EXERCISE OBJECTIVE => Set down the whole listing that follows, precisely as written.

──────────────────────────────

use thiserror::Error;

/// Error type for transport and discovery operations.
#[derive(Debug, Error, Clone, PartialEq, Eq)]
pub enum TransportError {
    /// No report arrived within the read timeout. Expected while idle.
    #[error("read timed out")]
    Timeout,
    /// The device went away or its node can no longer be read.
    #[error("device disconnected: {0}")]
    Disconnected(String),
    /// Any other backend failure.
    #[error("transport error: {0}")]
    Other(String),
}

impl TransportError {
    /// Whether a reader should stop after this error.
    pub fn is_fatal(&self) -> bool {
        !matches!(self, TransportError::Timeout)
    }
}

/// Convenient result alias for transport operations.
pub type Result<T> = std::result::Result<T, TransportError>;
//! Discovery and transport backends.
//!
//! # Feature flags
//! - **`hidapi-backend`**: direct HID enumeration and report reading via hidapi.
//! - **`udev-backend`**: input-subsystem enumeration and hot-plug events via
//!   libudev (Linux only).

#[cfg(feature = "hidapi-backend")]
pub mod hid;

#[cfg(all(feature = "udev-backend", target_os = "linux"))]
pub mod udev;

──────────────────────────────

SOLUTION TO THIS PROBLEM =>
use thiserror::Error;

/// Error type for transport and discovery operations.
#[derive(Debug, Error, Clone, PartialEq, Eq)]
pub enum TransportError {
    /// No report arrived within the read timeout. Expected while idle.
    #[error("read timed out")]
    Timeout,
    /// The device went away or its node can no longer be read.
    #[error("device disconnected: {0}")]
    Disconnected(String),
    /// Any other backend failure.
    #[error("transport error: {0}")]
    Other(String),
}

impl TransportError {
    /// Whether a reader should stop after this error.
    pub fn is_fatal(&self) -> bool {
        !matches!(self, TransportError::Timeout)
    }
}

/// Convenient result alias for transport operations.
pub type Result<T> = std::result::Result<T, TransportError>;
//! Discovery and transport backends.
//!
//! # Feature flags
//! - **`hidapi-backend`**: direct HID enumeration and report reading via hidapi.
//! - **`udev-backend`**: input-subsystem enumeration and hot-plug events via
//!   libudev (Linux only).

#[cfg(feature = "hidapi-backend")]
pub mod hid;

#[cfg(all(feature = "udev-backend", target_os = "linux"))]
pub mod udev;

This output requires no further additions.